= Bomi Peach Blossom Valley =

Bomi Peach Blossom Valley (波密桃花沟; , Pome Lunggi Shingtok) is a seasonal natural attraction in Bomê County, Nyingchi Prefecture, Tibet Autonomous Region, China. Spanning 30 kilometers along the Parlung Tsangpo River valley between 2,600 and 3,100 meters above sea level, it hosts over 100,000 wild peach trees (Prunus mira) that bloom annually from late March to mid-April.

==Management ==
The valley's peach groves, first documented in a 17th-century Tibetan medical text for their fruit's medicinal use, became a tourist destination after the 2005 completion of National Highway 318's Bomi section. Local Tibetan villages like Yarlung and Guxiang organize Peach Blossom Festivals featuring horse racing, Guozhuang circle dances, and traditional barley wine tastings.
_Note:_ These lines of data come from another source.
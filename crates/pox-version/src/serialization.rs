//! serde support: a `Version` is stored as its rendered string

use std::fmt;

use serde::de::{self, Deserialize, Deserializer, Visitor};
use serde::ser::{Serialize, Serializer};

use crate::Version;

impl Serialize for Version {
    fn serialize<S>(&self, serializer: S) -> Result<S::Ok, S::Error>
    where
        S: Serializer,
    {
        serializer.collect_str(self)
    }
}

impl<'de> Deserialize<'de> for Version {
    fn deserialize<D>(deserializer: D) -> Result<Self, D::Error>
    where
        D: Deserializer<'de>,
    {
        struct VersionVisitor;

        impl<'de> Visitor<'de> for VersionVisitor {
            type Value = Version;

            fn expecting(&self, formatter: &mut fmt::Formatter<'_>) -> fmt::Result {
                formatter.write_str("a semantic version string")
            }

            // Lenient on purpose: any string is a version, see Version::parse
            fn visit_str<E>(self, v: &str) -> Result<Self::Value, E>
            where
                E: de::Error,
            {
                Ok(Version::parse(v))
            }
        }

        deserializer.deserialize_str(VersionVisitor)
    }
}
Designated a National 4A Tourist Site in 2017, the valley receives 80,000 visitors annually under a 5,000-person daily cap enforced since 2021. Accessible via a 45-kilometer drive from Bomi County town, viewing platforms at Gangxin and Songzong villages offer panoramas of pink blossoms against snow-capped peaks of the Nyainquentanglha Range.

Ecological studies by the Chinese Academy of Sciences (2020) identified 300+ peach trees exceeding 400 years old, with root systems stabilizing valley slopes. A UNESCO-funded agroforestry project (2019–2024) trains locals in sustainable tourism while preserving ancient orchards. Climate data shows blooming periods now start 7–10 days earlier than in the 1980s, attributed to regional warming trends.